Should (p - q) be disallowed in @safe code?

Timon Gehr timon.gehr at gmx.ch
Sat Jan 3 21:10:05 UTC 2026


On 1/3/26 20:28, Walter Bright wrote:
> On 1/2/2026 3:17 PM, Timon Gehr wrote:
>> One memory-safe alternative semantics to UB would be: if arguments 
>> point to different memory objects, you may get any result value. This 
>> can still be implemented by your "practical effect" above, but now 
>> it's memory safe (in isolation).
> 
> I've said that it was memory safe all along.

You have both said that and then also said that I am obviously correct 
when I say that UB is not memory safe. `p-q` is sometimes UB in C.

> I've said this proposal is 
> extending @safe beyond memory safety to include bug detection of other 
> things like p-q.
> ...

You said that, it's false. This is not merely a bug, it is UB if you 
copy the C semantics.

>> You could have an even stronger semantics that also guarantees things 
>> like `p is p+(q-p)`.
> 
> I don't see any particular use for recognizing that.

It was an example of what even stronger semantics would possibly 
guarantee, not a suggestion to detect something as a special case. In 
this thread, you have often shot off on a tangent and then made a moot 
unrelated claim along that tangent. I have to assume these are all the 
result of misunderstandings.

> There are an 
> infinite number of patterns that can be recognized, it's only useful to 
> recognize ones that occur commonly.
> ...

There was literally someone in this thread who said they commonly rely 
on this particular pattern and that it gives them better performance.

> BTW, the optimizer does recognize i+(j-i) as being just j, and it will 
> do it for pointers to 1 byte objects. For pointers to int, the 
> intermediate code looks like p+((q-p)/4)*4 which is not recognized.
> ...

The point was not about whether it is actually just the expression `j`, 
the point was whether it will always result in the same value as `j`, no 
matter how it got there (assuming the pointers were properly aligned).

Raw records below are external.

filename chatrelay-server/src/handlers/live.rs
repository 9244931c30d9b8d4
use axum::{
    extract::{
        Path, State, WebSocketUpgrade,
        ws::{Message, WebSocket},
    },
    response::IntoResponse,
};
use std::sync::Arc;
use tracing::{debug, info};

use crate::app_state::AppState;
use crate::middleware::CurrentSession;
use crate::services::fanout::LiveFanout;

/// `GET /{room_id}/live` upgraded to a WebSocket streaming the room's
/// messages as they flow through the log.
pub async fn live_socket(
    ws: WebSocketUpgrade,
    Path(room_id): Path<String>,
    CurrentSession(session): CurrentSession,
    State(state): State<AppState>,
) -> impl IntoResponse {
    info!(room_id, identity = %session.identity_id, "viewer connecting");
    ws.on_upgrade(move |socket| stream_live(socket, state.fanout, room_id))
}

/// Forwards broadcast payloads to one viewer until either side goes away.
/// The registration drops with this function, deregistering the viewer.
async fn stream_live(mut socket: WebSocket, fanout: Arc<LiveFanout>, room_id: String) {
    let mut viewer = fanout.register(&room_id);
    loop {
        tokio::select! {
            payload = viewer.recv() => {
                // None means the fan-out dropped this viewer as stalled.
                let Some(payload) = payload else { break };
                let Ok(text) = String::from_utf8(payload) else { continue };
                if socket.send(Message::Text(text.into())).await.is_err() {
                    break;
                }
            }
            frame = socket.recv() => {
                match frame {
                    Some(Ok(Message::Close(_))) | Some(Err(_)) | None => break,
                    Some(Ok(_)) => {}
                }
            }
        }
    }
    debug!(room_id, "viewer disconnected");
}
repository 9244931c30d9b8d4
//! Application configuration: defaults, optional TOML file, env overrides.

pub mod server;

pub use server::{
    Config, ConfigError, DatabaseConfig, LogFormat, LoggingConfig, ServerConfig, StreamConfig,
};
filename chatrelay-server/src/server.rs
use axum::{Router, middleware, routing::get, serve};
use shared::config::server::{Config, DatabaseConfig, LogFormat};
use sqlx::postgres::PgPoolOptions;
use std::{net::SocketAddr, sync::Arc, time::Duration};
use tokio::net::TcpListener;
use tokio::task::JoinHandle;
use tokio_util::sync::CancellationToken;
use tower_http::{cors::CorsLayer, trace::TraceLayer};
use tracing::{info, level_filters::LevelFilter, warn};
use tracing_subscriber::EnvFilter;
use tracing_subscriber::fmt;

use crate::app_state::AppState;
use crate::handlers;
use crate::log::{EventLog, LogError, memory::MemoryEventLog};
use crate::middleware::session_middleware;
use crate::routes;
use crate::services::fanout::LiveFanout;
use crate::services::history_writer::HistoryWriter;
use crate::store::{HistoryStore, postgres::PgHistoryStore};

/// Initializes the tracing subscriber for logging using the provided configuration.
pub fn initialize_tracing(config: &Config) -> String {
    let env_filter = build_env_filter(config);

    let fmt_builder = fmt::fmt()
        .with_env_filter(env_filter)
        .with_target(false)
        .with_level(true)
        .with_thread_ids(false)
        .with_thread_names(false);

    if matches!(config.logging.format, LogFormat::Json) {
        fmt_builder.json().with_ansi(false).init();
    } else {
        fmt_builder.with_ansi(true).init();
    }

    config.logging.level.clone()
}

fn build_env_filter(config: &Config) -> EnvFilter {
    let default_level = config
        .logging
        .level
        .parse::<LevelFilter>()
        .unwrap_or(LevelFilter::INFO);

    EnvFilter::try_from_default_env().unwrap_or_else(|_| {
        EnvFilter::builder()
            .with_default_directive(default_level.into())
            .from_env_lossy()
    })
}

/// Creates a database connection pool for the history store.
///
/// # Errors
/// Returns an error if the database connection pool cannot be created.
pub async fn create_database_pool(db: &DatabaseConfig) -> Result<sqlx::PgPool, sqlx::Error> {
    PgPoolOptions::new()
        .max_connections(db.max_connections)
        .connect(&db.url)
        .await
}

/// Creates the room-scoped API routes. Every route requires a session.
pub fn create_api_router() -> Router<AppState> {
    Router::new()
        .route("/{room_id}", get(handlers::history::get_history))
        .route("/{room_id}/send", get(handlers::send::send_socket))
        .route("/{room_id}/live", get(handlers::live::live_socket))
        .route_layer(middleware::from_fn(session_middleware))
}

/// Creates the main application router with all middleware and routes.
pub fn create_app_router(state: AppState) -> Router {
    create_api_router()
        .merge(routes::health::create_health_router())
        .layer(CorsLayer::permissive())
        .layer(TraceLayer::new_for_http())
        .with_state(state)
}

/// Spawns the log-consuming pipeline stages.
pub fn spawn_pipeline(
    log: Arc<dyn EventLog>,
    store: Arc<dyn HistoryStore>,
    fanout: Arc<LiveFanout>,
    shutdown: &CancellationToken,
) -> Vec<(&'static str, JoinHandle<Result<(), LogError>>)> {
    let writer = Arc::new(HistoryWriter::new(log.clone(), store));
    vec![
        (
            "live fan-out",
            tokio::spawn(fanout.run(log, shutdown.clone())),
        ),
        ("history writer", tokio::spawn(writer.run(shutdown.clone()))),
    ]
}

/// Creates the graceful shutdown signal handler.
pub async fn create_shutdown_signal() {
    tokio::signal::ctrl_c()
        .await
        .expect("Failed to install CTRL+C signal handler");
    info!("Shutting down...");
}

/// Starts the relay and binds it to the configured port.
///
/// # Errors
/// Returns an error if the database is unreachable, the pipeline cannot
/// subscribe, or the server fails to start.
pub async fn run(config: Config) -> anyhow::Result<()> {
    initialize_tracing(&config);
    info!("Starting chat relay...");

    let pool = create_database_pool(&config.db).await?;
    let pg_store = PgHistoryStore::new(pool);
    pg_store.ensure_schema().await?;

    let log: Arc<dyn EventLog> = Arc::new(MemoryEventLog::new());
    let store: Arc<dyn HistoryStore> = Arc::new(pg_store);
    let fanout = Arc::new(LiveFanout::new(config.stream.viewer_queue_capacity));
    let state = AppState::new(log.clone(), store.clone(), fanout.clone());

    let shutdown = CancellationToken::new();
    let pipeline = spawn_pipeline(log, store, fanout, &shutdown);

    let app = create_app_router(state);
    let addr = SocketAddr::from(([0, 0, 0, 0], config.server.port));
    let listener = TcpListener::bind(addr).await?;
    info!("Listening on {}", addr);

    serve(listener, app)
        .with_graceful_shutdown(create_shutdown_signal())
        .await?;

    // Give in-flight pipeline work a bounded window to flush.
    shutdown.cancel();
    let drain = Duration::from_secs(config.server.shutdown_timeout_secs);
    for (name, task) in pipeline {
        match tokio::time::timeout(drain, task).await {
            Ok(Ok(Ok(()))) => {}
            Ok(Ok(Err(err))) => warn!(stage = name, error = %err, "pipeline stage failed"),
            Ok(Err(err)) => warn!(stage = name, error = %err, "pipeline stage panicked"),
            Err(_) => warn!(stage = name, "pipeline stage did not stop in time"),
        }
    }

    Ok(())
}
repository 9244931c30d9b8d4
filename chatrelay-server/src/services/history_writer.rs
//! History writer: consumer group `history` on the `msg_sent` topic.
//!
//! For each delivery: decode the envelope, validate it, assign the canonical
//! `msg_id`, insert, then publish a stored-message confirmation to
//! `msg_stored`. Undecodable or invalid envelopes are poison: acknowledged
//! and reported, never retried, so a single bad payload cannot stall the
//! stream. A failed insert is transient: the delivery is dropped unacked and
//! the log redelivers it. The insert is the durability boundary; the
//! confirmation publish is best-effort notification.
//!
//! Redelivery after a crash between insert and ack assigns a fresh `msg_id`
//! and produces a duplicate row. That is the accepted at-least-once
//! semantics of the persisted history.

use shared::{MessageEnvelope, StoredMessage};
use std::sync::Arc;
use tokio_util::sync::CancellationToken;
use tracing::{error, info, warn};
use uuid::Uuid;

use crate::log::{
    EventLog, HISTORY_GROUP, LogError, LogMessage, MSG_SENT_TOPIC, MSG_STORED_TOPIC,
};
use crate::store::HistoryStore;

pub struct HistoryWriter {
    log: Arc<dyn EventLog>,
    store: Arc<dyn HistoryStore>,
}

/// Outcome of handling one delivery, for observability and tests.
#[derive(Debug, PartialEq, Eq)]
pub enum WriteOutcome {
    /// Inserted and acknowledged.
    Stored,
    /// Poison message: acknowledged and dropped.
    Poisoned,
    /// Transient storage failure: left unacked for redelivery.
    Retrying,
}

impl HistoryWriter {
    pub fn new(log: Arc<dyn EventLog>, store: Arc<dyn HistoryStore>) -> Self {
        Self { log, store }
    }

    /// Consumes the `history` group until shutdown.
    ///
    /// # Errors
    /// Returns [`LogError`] when the subscription cannot be established.
    pub async fn run(self: Arc<Self>, shutdown: CancellationToken) -> Result<(), LogError> {
        let mut sub = self.log.subscribe(HISTORY_GROUP, MSG_SENT_TOPIC).await?;
        info!(topic = MSG_SENT_TOPIC, group = HISTORY_GROUP, "history writer running");
        loop {
            tokio::select! {
                () = shutdown.cancelled() => break,
                msg = sub.recv() => {
                    let Some(msg) = msg else { break };
                    self.handle(msg).await;
                }
            }
        }
        info!("history writer stopped");
        Ok(())
    }

    /// Processes one delivery end to end.
    pub async fn handle(&self, msg: LogMessage) -> WriteOutcome {
        let envelope: MessageEnvelope = match serde_json::from_slice(msg.payload()) {
            Ok(envelope) => envelope,
            Err(err) => {
                error!(error = %err, "failed decode msg - skip");
                msg.ack();
                return WriteOutcome::Poisoned;
            }
        };

        if let Err(reason) = envelope.validate() {
            error!(reason, "failed write history - skip");
            msg.ack();
            return WriteOutcome::Poisoned;
        }

        let stored = StoredMessage::new(Uuid::now_v7(), envelope);
        if let Err(err) = self.store.insert(&stored).await {
            // Dropping the message unacked hands it back to the log.
            error!(error = %err, "failed insert into history");
            return WriteOutcome::Retrying;
        }

        match serde_json::to_vec(&stored) {
            Ok(payload) => {
                if let Err(err) = self.log.publish(MSG_STORED_TOPIC, payload).await {
                    warn!(error = %err, "failed publish stored evt");
                }
            }
            Err(err) => warn!(error = %err, "failed encode stored evt"),
        }

        msg.ack();
        WriteOutcome::Stored
    }
}
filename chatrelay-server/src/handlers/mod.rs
//! Request handlers for the room endpoints.

pub mod history;
pub mod live;
pub mod send;
use axum::{http::StatusCode, response::IntoResponse};
use serde_json::json;
use shared::ChatError;
use thiserror::Error;

use super::problem::ProblemDetails;

pub type AppResult<T> = Result<T, ApiError>;

#[derive(Debug, Error)]
#[error("{code}: {message}")]
pub struct ApiError {
    status: StatusCode,
    code: &'static str,
    message: String,
    details: Option<serde_json::Value>,
}

impl ApiError {
    pub fn new(status: StatusCode, code: &'static str, message: impl Into<String>) -> Self {
        Self {
            status,
            code,
            message: message.into(),
            details: None,
        }
    }

    pub fn bad_request(message: impl Into<String>) -> Self {
        Self::new(StatusCode::BAD_REQUEST, "invalid_input", message)
    }

    pub fn unauthorized(message: impl Into<String>) -> Self {
        Self::new(StatusCode::UNAUTHORIZED, "unauthorized", message)
    }

    pub fn internal_server_error(message: impl Into<String>) -> Self {
        Self::new(StatusCode::INTERNAL_SERVER_ERROR, "internal_error", message)
    }

    pub fn with_details(mut self, details: serde_json::Value) -> Self {
        self.details = Some(details);
        self
    }

    pub fn status(&self) -> StatusCode {
        self.status
    }
}

impl IntoResponse for ApiError {
    fn into_response(self) -> axum::response::Response {
        let details = self.details;

        let mut problem = ProblemDetails::new(self.status, self.code, self.message);
        if let Some(details) = details {
            problem = problem.with_details(details);
        }

        problem.into_response()
    }
}

impl From<ChatError> for ApiError {
    fn from(err: ChatError) -> Self {
        match err {
            ChatError::InvalidInput(message) => Self::bad_request(message),
            ChatError::Unauthorized(message) => Self::unauthorized(message),
            ChatError::TransientStorage(message) | ChatError::TransientLog(message) => {
                Self::internal_server_error(message)
            }
        }
    }
}

impl From<anyhow::Error> for ApiError {
    fn from(value: anyhow::Error) -> Self {
        Self::internal_server_error(value.to_string())
    }
}

impl From<sqlx::Error> for ApiError {
    fn from(err: sqlx::Error) -> Self {
        if let sqlx::Error::Database(db_err) = &err {
            let code = db_err
                .code()
                .unwrap_or_else(|| std::borrow::Cow::Borrowed("unknown"));
            let message = format!("database error {code}");
            return Self::internal_server_error(message)
                .with_details(json!({ "sqlstate": code, "message": db_err.message() }));
        }

        Self::internal_server_error(err.to_string())
    }
}

#[cfg(test)]
mod tests {
    use super::*;
    use axum::http::StatusCode;
    use http::header::CONTENT_TYPE;
    use serde_json::Value;

    #[test]
    fn new_sets_fields_and_allows_details() {
        let error = ApiError::unauthorized("nope").with_details(json!({ "reason": "no session" }));
        assert_eq!(error.status, StatusCode::UNAUTHORIZED);
        assert_eq!(error.code, "unauthorized");
        assert!(
            error
                .details
                .as_ref()
                .is_some_and(|details| details["reason"] == Value::from("no session"))
        );
    }

    #[tokio::test]
    async fn into_response_serializes_problem_details() {
        let response = ApiError::bad_request("invalid page token")
            .with_details(json!({ "param": "page_token" }))
            .into_response();

        assert_eq!(response.status(), StatusCode::BAD_REQUEST);
        assert_eq!(
            response.headers().get(CONTENT_TYPE).unwrap(),
            "application/problem+json"
        );

        let bytes = axum::body::to_bytes(response.into_body(), 1024)
            .await
            .expect("body to bytes");
        let json: Value =
            serde_json::from_slice(&bytes).expect("problem details deserializes to json");
        assert_eq!(json["code"], "invalid_input");
        assert_eq!(json["message"], "invalid page token");
        assert_eq!(json["details"]["param"], "page_token");
    }

    #[test]
    fn chat_errors_map_to_matching_status_codes() {
        let invalid = ApiError::from(ChatError::InvalidInput("bad".into()));
        assert_eq!(invalid.status, StatusCode::BAD_REQUEST);

        let unauthorized = ApiError::from(ChatError::Unauthorized("no session".into()));
        assert_eq!(unauthorized.status, StatusCode::UNAUTHORIZED);

        let storage = ApiError::from(ChatError::TransientStorage("down".into()));
        assert_eq!(storage.status, StatusCode::INTERNAL_SERVER_ERROR);

        let log = ApiError::from(ChatError::TransientLog("down".into()));
        assert_eq!(log.status, StatusCode::INTERNAL_SERVER_ERROR);
    }

    #[test]
    fn database_errors_are_internal() {
        let db = ApiError::from(sqlx::Error::PoolTimedOut);
        assert_eq!(db.status, StatusCode::INTERNAL_SERVER_ERROR);
    }
}
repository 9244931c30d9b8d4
//! In-memory history store for tests and single-process development.
//!
//! A `BTreeMap` keyed by `(room_id, msg_id)` gives the same ordering the
//! Postgres backend derives from its primary key, so the descending keyset
//! scan and resume-token behavior match exactly. Not durable.

use async_trait::async_trait;
use shared::StoredMessage;
use std::collections::BTreeMap;
use std::sync::atomic::{AtomicBool, Ordering};
use tokio::sync::RwLock;
use uuid::Uuid;

use super::{HistoryStore, ScanPage, StoreError, parse_resume};

#[derive(Default)]
pub struct MemoryHistoryStore {
    rows: RwLock<BTreeMap<(String, Uuid), StoredMessage>>,
    fail_inserts: AtomicBool,
}

impl MemoryHistoryStore {
    pub fn new() -> Self {
        Self::default()
    }

    /// Makes subsequent inserts fail with a transient error, to exercise
    /// the redelivery path.
    pub fn set_fail_inserts(&self, fail: bool) {
        self.fail_inserts.store(fail, Ordering::SeqCst);
    }

    pub async fn len(&self) -> usize {
        self.rows.read().await.len()
    }

    pub async fn is_empty(&self) -> bool {
        self.rows.read().await.is_empty()
    }
}

#[async_trait]
impl HistoryStore for MemoryHistoryStore {
    async fn insert(&self, row: &StoredMessage) -> Result<(), StoreError> {
        if self.fail_inserts.load(Ordering::SeqCst) {
            return Err(StoreError::Unavailable("insert fault injected".into()));
        }
        self.rows.write().await.insert(
            (row.envelope.room_id.clone(), row.message_id),
            row.clone(),
        );
        Ok(())
    }

    async fn scan_desc(
        &self,
        room_id: &str,
        resume: Option<&[u8]>,
        limit: u16,
    ) -> Result<ScanPage, StoreError> {
        let before = parse_resume(resume)?;

        let rows = self.rows.read().await;
        let page: Vec<StoredMessage> = rows
            .range((room_id.to_string(), Uuid::nil())..=(room_id.to_string(), Uuid::max()))
            .rev()
            .filter(|((_, id), _)| before.is_none_or(|bound| *id < bound))
            .take(usize::from(limit))
            .map(|(_, row)| row.clone())
            .collect();

        let resume = if page.len() == usize::from(limit) {
            page.last().map(|row| row.message_id.as_bytes().to_vec())
        } else {
            None
        };

        Ok(ScanPage { rows: page, resume })
    }
}
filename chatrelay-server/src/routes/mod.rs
pub mod health;
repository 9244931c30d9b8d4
//! The history store contract: append-only message rows keyed by
//! `(room_id, msg_id)` with a descending, token-resumable scan.

use async_trait::async_trait;
use shared::StoredMessage;
use thiserror::Error;

pub mod memory;
pub mod postgres;

/// Errors surfaced by a history store backend.
#[derive(Debug, Error)]
pub enum StoreError {
    /// The resume token does not decode to a scan position for this store.
    #[error("resume token does not match a scan position")]
    InvalidResumeToken,
    #[error(transparent)]
    Database(#[from] sqlx::Error),
    #[error("storage unavailable: {0}")]
    Unavailable(String),
}

/// One descending scan batch plus the native position to resume below.
#[derive(Debug)]
pub struct ScanPage {
    /// Rows ordered by `msg_id` descending (newest first).
    pub rows: Vec<StoredMessage>,
    /// Raw resume position for the next scan; `None` at the end of history.
    pub resume: Option<Vec<u8>>,
}

/// Store handle shared by the history writer and loader, safe for
/// concurrent use.
#[async_trait]
pub trait HistoryStore: Send + Sync {
    /// Appends one stored message. Rows are never updated or deleted.
    ///
    /// # Errors
    /// Returns a [`StoreError`] on I/O failure; the caller treats this as
    /// transient and relies on log redelivery.
    async fn insert(&self, row: &StoredMessage) -> Result<(), StoreError>;

    /// Scans a room's rows newest-first, resuming strictly below `resume`
    /// when present, bounded to `limit` rows.
    ///
    /// # Errors
    /// Returns [`StoreError::InvalidResumeToken`] for an unparsable resume
    /// position, or a transient error on I/O failure.
    async fn scan_desc(
        &self,
        room_id: &str,
        resume: Option<&[u8]>,
        limit: u16,
    ) -> Result<ScanPage, StoreError>;
}

pub(crate) fn parse_resume(resume: Option<&[u8]>) -> Result<Option<uuid::Uuid>, StoreError> {
    resume
        .map(|bytes| uuid::Uuid::from_slice(bytes).map_err(|_| StoreError::InvalidResumeToken))
        .transpose()
}

#[cfg(test)]
mod tests {
    use super::*;

    #[test]
    fn parse_resume_roundtrips_uuid_bytes() {
        let id = uuid::Uuid::now_v7();
        let parsed = parse_resume(Some(id.as_bytes().as_slice())).unwrap();
        assert_eq!(parsed, Some(id));
        assert_eq!(parse_resume(None).unwrap(), None);
    }

    #[test]
    fn parse_resume_rejects_wrong_length() {
        assert!(matches!(
            parse_resume(Some(b"short")),
            Err(StoreError::InvalidResumeToken)
        ));
    }
}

>>> The only thing D can do is in @safe code simply disallow p-q, as 
>>> there are good alternatives to do the equivalent thing.
>>
>> It's absolutely not the only possible thing. It is just one way (the C 
>> way) to deal with the issue.
> 
> Please explain the other ways.

I already have, in that same post. What is important for a `@safe` 
construct is that it always has defined behavior. That behavior can be 
nondeterministic, it just can't be undefined. You can for example say: 
the semantics is that it will yield an arbitrary value or crash. That 
would be a memory safe semantics. UB is not.